Ready, Set, Go: The Race to Have a Baby
The decision to start trying to get pregnant is exciting, but can often raise several questions about what you can and should be doing to maximize your chances of a healthy conception. Women often are concerned about nutrition, lifestyle, frequency and timing of intercourse, and how long it should take to conceive. Here is some information that will help you on your journey to pregnancy.
Nutrition and Lifestyle
Exercise: Starting a new and vigorous exercise program should be discussed with your doctor, but continuing your regular exercise routine while trying to conceive is an excellent way to stay healthy.
Diet and Weight: Fertility can be decreased for patients that are excessively thin or overweight, so it is important to optimize your weight in the normal range. Women attempting to conceive should take folic acid – at least 400 mcg daily – as a supplement or in a prenatal vitamin to reduce the risk of certain birth defects.
Alcohol, Caffeine and Tobacco: Smoking decreases pregnancy rates while also increasing the risk of many pregnancy complications including miscarriage. Speak with your doctor if you need assistance to quit tobacco products.
Some research supports that high amounts of alcohol – more than 2 drinks per day – decreases fertility, but moderate alcohol use does not appear to be detrimental. Once pregnant, alcohol use should be discontinued.
Moderate caffeine consumption – one or two cups of coffee per day or its equivalent – also does not appear to decrease fertility and is fine in moderation until pregnancy occurs.
Pregnancy is most likely to occur when intercourse occurs within the three days leading up to ovulation. Sperm have the ability to fertilize an egg for several days once inside the woman, but an egg has only up to approximately 24 hours to be fertilized once it has ovulated.
Some women report that they can feel when they ovulate, or may notice changes in cervical mucus. The chances of conceiving are highest when mucus becomes clear and slippery. You can also track your cycles with basal body temperature charting to determine approximately when you ovulate.
Many women find urinary ovulation predictor kits helpful to determine the most fertile time to conceive. Ovulation predictor kits detect the hormonal signal that triggers ovulation. To optimize your chances, it is best to have intercourse the day the test is positive and the following day or two.

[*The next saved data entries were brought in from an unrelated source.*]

use super::*;
use crate::config::GridConfig;
use crate::error::{FetchError, GridError};
use crate::fetch::{BoxFuture, DataSource, InvalidateMsg, RowsLoadedMsg};
use crate::value::CellValue;
use bubbletea_rs::{KeyMsg, Msg};
use crossterm::event::{KeyCode, KeyModifiers};
use lipgloss_extras::lipgloss::strip_ansi;
use std::sync::{Arc, Mutex};

#[derive(Debug, Clone, PartialEq)]
struct Stay {
    id: String,
    ward: String,
    days: Option<f64>,
    admitted: String,
    codes: Vec<Code>,
}

#[derive(Debug, Clone, PartialEq)]
struct Code {
    code: String,
}

impl Record for Code {
    fn columns() -> Vec<Column<Self>> {
        vec![Column::text("code", "Code", |c: &Code| c.code.as_str().into())]
    }
}

fn codes_of(stay: &Stay) -> &[Code] {
    &stay.codes
}

impl Record for Stay {
    fn columns() -> Vec<Column<Self>> {
        vec![
            Column::text("ward", "Ward", |s: &Stay| s.ward.as_str().into()).not_hidable(),
            Column::number("days", "Days", |s: &Stay| s.days.into()),
            Column::date("admitted", "Admitted", |s: &Stay| CellValue::date(&s.admitted)),
        ]
    }

    fn stable_id(&self) -> Option<String> {
        Some(self.id.clone())
    }

    fn nested() -> Vec<NestedSpec<Self>> {
        vec![NestedSpec::new("codes", "Diagnoses", codes_of)]
    }
}

fn stay(id: usize, ward: &str, days: f64) -> Stay {
    Stay {
        id: format!("s-{id}"),
        ward: ward.to_string(),
        days: Some(days),
        admitted: "01-03-2023".to_string(),
        codes: vec![Code {
            code: format!("I{id:02}"),
        }],
    }
}

fn stays(n: usize) -> Vec<Stay> {
    (0..n).map(|i| stay(i, "Cardiology", i as f64)).collect()
}

fn grid(rows: Vec<Stay>) -> Model<Stay> {
    let mut grid = Model::for_record(GridConfig::default()).unwrap();
    grid.set_rows(rows);
    grid
}

fn key(code: KeyCode) -> Msg {
    Box::new(KeyMsg {
        key: code,
        modifiers: KeyModifiers::NONE,
    })
}

fn wards(grid: &Model<Stay>) -> Vec<String> {
    grid.page_rows().iter().map(|s| s.ward.clone()).collect()
}
//! Per-patient medical sub-records.

use super::{null_as_empty, optional_date};
use crate::grid::{Column, NestedSpec, Record};
use crate::value::CellValue;
use serde::{Deserialize, Serialize};

#[derive(Debug, Clone, PartialEq, Serialize, Deserialize)]
#[serde(rename_all = "camelCase")]
pub struct Medication {
    pub name: String,
    #[serde(default)]
    pub active_ingredient: Option<String>,
    #[serde(default)]
    pub dosage: Option<String>,
    #[serde(default)]
    pub prescription_date: Option<String>,
    #[serde(default)]
    pub prescribed_by: Option<String>,
    #[serde(default)]
    pub packages: Option<u32>,
}

impl Record for Medication {
    fn columns() -> Vec<Column<Self>> {
        vec![
            Column::text("name", "Medication", |m: &Medication| m.name.as_str().into())
                .not_hidable(),
            Column::text("activeIngredient", "Ingredient", |m: &Medication| {
                m.active_ingredient.as_deref().into()
            }),
            Column::text("dosage", "Dosage", |m: &Medication| m.dosage.as_deref().into()),
            Column::date("prescriptionDate", "Prescribed", |m: &Medication| {
                optional_date(&m.prescription_date)
            }),
            Column::text("prescribedBy", "Prescriber", |m: &Medication| {
                m.prescribed_by.as_deref().into()
            }),
            Column::number("packages", "Packages", |m: &Medication| m.packages.into()),
        ]
    }
}

#[derive(Debug, Clone, PartialEq, Serialize, Deserialize)]
#[serde(rename_all = "camelCase")]
pub struct Diagnosis {
    pub icd_code: String,
    #[serde(default)]
    pub description: Option<String>,
    #[serde(default)]
    pub date: Option<String>,
}

impl Record for Diagnosis {
    fn columns() -> Vec<Column<Self>> {
        vec![
            Column::text("icdCode", "ICD-10", |d: &Diagnosis| d.icd_code.as_str().into()),
            Column::text("description", "Diagnosis", |d: &Diagnosis| {
                d.description.as_deref().into()
            }),
            Column::date("date", "Date", |d: &Diagnosis| optional_date(&d.date)),
        ]
    }
}

#[derive(Debug, Clone, PartialEq, Serialize, Deserialize)]
#[serde(rename_all = "camelCase")]
pub struct BillingItem {
    pub code: String,
    #[serde(default)]
    pub description: Option<String>,
    #[serde(default)]
    pub amount: Option<f64>,
    #[serde(default)]
    pub date: Option<String>,
}

impl Record for BillingItem {
    fn columns() -> Vec<Column<Self>> {
        vec![
            Column::text("code", "Code", |b: &BillingItem| b.code.as_str().into()),
            Column::text("description", "Item", |b: &BillingItem| {
                b.description.as_deref().into()
            }),
            Column::number("amount", "Amount", |b: &BillingItem| b.amount.into()),
            Column::date("date", "Date", |b: &BillingItem| optional_date(&b.date)),
        ]
    }
}

#[derive(Debug, Clone, PartialEq, Serialize, Deserialize)]
#[serde(rename_all = "camelCase")]
pub struct Procedure {
    pub ops_code: String,
    #[serde(default)]
    pub description: Option<String>,
    #[serde(default)]
    pub date: Option<String>,
}

impl Record for Procedure {
    fn columns() -> Vec<Column<Self>> {
        vec![
            Column::text("opsCode", "OPS", |p: &Procedure| p.ops_code.as_str().into()),
            Column::text("description", "Procedure", |p: &Procedure| {
                p.description.as_deref().into()
            }),
            Column::date("date", "Date", |p: &Procedure| optional_date(&p.date)),
        ]
    }
}

/// An inpatient hospital stay with its coded diagnoses, billed items and
/// performed procedures.
#[derive(Debug, Clone, PartialEq, Serialize, Deserialize)]
#[serde(rename_all = "camelCase")]
pub struct HospitalStay {
    pub id: String,
    pub hospital: String,
    #[serde(default)]
    pub department: Option<String>,
    #[serde(default)]
    pub admission_date: Option<String>,
    #[serde(default)]
    pub discharge_date: Option<String>,
    #[serde(default)]
    pub length_of_stay: Option<u32>,
    #[serde(default)]
    pub total_cost: Option<f64>,
    #[serde(default, deserialize_with = "null_as_empty")]
    pub diagnosis: Vec<Diagnosis>,
    #[serde(default, deserialize_with = "null_as_empty")]
    pub billing: Vec<BillingItem>,
    #[serde(default, deserialize_with = "null_as_empty")]
    pub procedures: Vec<Procedure>,
}

fn stay_diagnoses(stay: &HospitalStay) -> &[Diagnosis] {
    &stay.diagnosis
}

fn stay_billing(stay: &HospitalStay) -> &[BillingItem] {
    &stay.billing
}

fn stay_procedures(stay: &HospitalStay) -> &[Procedure] {
    &stay.procedures
}

impl Record for HospitalStay {
    fn columns() -> Vec<Column<Self>> {
        vec![
            Column::text("hospital", "Hospital", |s: &HospitalStay| {
                s.hospital.as_str().into()
            })
            .not_hidable(),
            Column::text("department", "Department", |s: &HospitalStay| {
                s.department.as_deref().into()
            }),
            Column::date("admissionDate", "Admitted", |s: &HospitalStay| {
                optional_date(&s.admission_date)
            }),
            Column::date("dischargeDate", "Discharged", |s: &HospitalStay| {
                optional_date(&s.discharge_date)
            }),
            Column::number("lengthOfStay", "Days", |s: &HospitalStay| {
                s.length_of_stay.into()
            }),
            Column::number("totalCost", "Cost", |s: &HospitalStay| s.total_cost.into()),
        ]
    }

    fn stable_id(&self) -> Option<String> {
        Some(self.id.clone())
    }

    fn nested() -> Vec<NestedSpec<Self>> {
        vec![
            NestedSpec::new("diagnosis", "Diagnoses", stay_diagnoses),
            NestedSpec::new("billing", "Billing", stay_billing),
            NestedSpec::new("procedures", "Procedures", stay_procedures),
        ]
    }
}

/// A certified period of inability to work.
#[derive(Debug, Clone, PartialEq, Serialize, Deserialize)]
#[serde(rename_all = "camelCase")]
pub struct WorkIncapacity {
    pub id: String,
    #[serde(default)]
    pub start_date: Option<String>,
    #[serde(default)]
    pub end_date: Option<String>,
    #[serde(default)]
    pub icd_code: Option<String>,
    #[serde(default)]
    pub certified_by: Option<String>,
    #[serde(default)]
    pub employer: Option<String>,
    #[serde(default)]
    pub days: Option<u32>,
}

impl Record for WorkIncapacity {
    fn columns() -> Vec<Column<Self>> {
        vec![
            Column::date("startDate", "From", |w: &WorkIncapacity| {
                optional_date(&w.start_date)
            })
            .not_hidable(),
            Column::date("endDate", "Until", |w: &WorkIncapacity| {
                optional_date(&w.end_date)
            }),
            Column::number("days", "Days", |w: &WorkIncapacity| w.days.into()),
            Column::text("icdCode", "ICD-10", |w: &WorkIncapacity| {
                w.icd_code.as_deref().into()
            }),
            Column::text("certifiedBy", "Physician", |w: &WorkIncapacity| {
                w.certified_by.as_deref().into()
            }),
            Column::text("employer", "Employer", |w: &WorkIncapacity| {
                w.employer.as_deref().into()
            }),
        ]
    }

    fn stable_id(&self) -> Option<String> {
        Some(self.id.clone())
    }
}

/// A rehabilitation measure.
#[derive(Debug, Clone, PartialEq, Serialize, Deserialize)]
#[serde(rename_all = "camelCase")]
pub struct Rehab {
    pub id: String,
    pub clinic: String,
    #[serde(default)]
    pub kind: Option<String>,
    #[serde(default)]
    pub start_date: Option<String>,
    #[serde(default)]
    pub end_date: Option<String>,
    #[serde(default)]
    pub cost: Option<f64>,
    #[serde(default)]
    pub approved: bool,
}

impl Record for Rehab {
    fn columns() -> Vec<Column<Self>> {
        vec![
            Column::text("clinic", "Clinic", |r: &Rehab| r.clinic.as_str().into()).not_hidable(),
            Column::text("kind", "Type", |r: &Rehab| r.kind.as_deref().into()),
            Column::date("startDate", "From", |r: &Rehab| optional_date(&r.start_date)),
            Column::date("endDate", "Until", |r: &Rehab| optional_date(&r.end_date)),
            Column::number("cost", "Cost", |r: &Rehab| r.cost.into()),
            Column::text("approved", "Approved", |r: &Rehab| CellValue::Bool(r.approved))
                .not_filterable(),
        ]
    }

    fn stable_id(&self) -> Option<String> {
        Some(self.id.clone())
    }
}

/// A free-text case note.
#[derive(Debug, Clone, PartialEq, Serialize, Deserialize)]
#[serde(rename_all = "camelCase")]
pub struct Documentation {
    pub id: String,
    #[serde(default)]
    pub date: Option<String>,
    #[serde(default)]
    pub author: Option<String>,
    #[serde(default)]
    pub category: Option<String>,
    #[serde(default)]
    pub text: String,
}

impl Record for Documentation {
    fn columns() -> Vec<Column<Self>> {
        vec![
            Column::date("date", "Date", |d: &Documentation| optional_date(&d.date)),
            Column::text("author", "Author", |d: &Documentation| d.author.as_deref().into()),
            Column::text("category", "Category", |d: &Documentation| {
                d.category.as_deref().into()
            }),
            Column::text("text", "Note", |d: &Documentation| d.text.as_str().into())
                .not_hidable()
                .with_width(48),
        ]
    }

    fn stable_id(&self) -> Option<String> {
        Some(self.id.clone())
    }
}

If you are not using ovulation predictor testing, having intercourse every one to two days the week you are expected to ovulate is optimal. Although many women may believe that laying flat for a while after intercourse or specific coital positions may increase chances for pregnancy, there is not evidence that this is the case.
When to Seek Assistance
Most doctors recommend trying to get pregnant for at least one year before seeking an evaluation with your physician or a reproductive endocrinologist. Earlier evaluation is warranted for women over 35 years of age; for women with irregular menstrual cycles or known uterine, pelvic or fallopian tube abnormalities; or if their partner has any known fertility concerns. Testing is tailored to the patient or couple depending on their age, duration of infertility, the patient’s wishes and any known medical or gynecologic conditions.
Top 3 Therapy Options
Several treatment options are available to help patients have a healthy conception depending on the underlying fertility factors.
Oral and/or injectable medications may be recommended to improve the likelihood of pregnancy by enhancing ovulation. Intrauterine insemination, or IUI (placement of sperm into the uterus), is often incorporated to improve pregnancy chances.
In Vitro Fertilization
IVF involves the retrieval of eggs from the ovary, fertilization with sperm in the laboratory, and then transfer of the fertilized eggs back to the uterus. It is commonly used for a variety of infertility causes or if other treatments do not result in pregnancy.
Surgery may be recommended for evaluation and treatment of some causes of infertility. A small telescope can be placed in different areas of the pelvis to assess fertility: Laparoscopy involves placement in the pelvis; hysteroscopy is inside the uterine cavity; and fertiloscopy is near the fallopian tubes. Other surgeries to remove uterine fibroids, polyps or endometriosis also may be recommended as these can decrease fertility.
Dr. Michelle Matthews is associate director of reproductive endocrinology and infertility at Carolinas Medical Center’s Center for Reproductive Medicine at CMC Women’s Institute.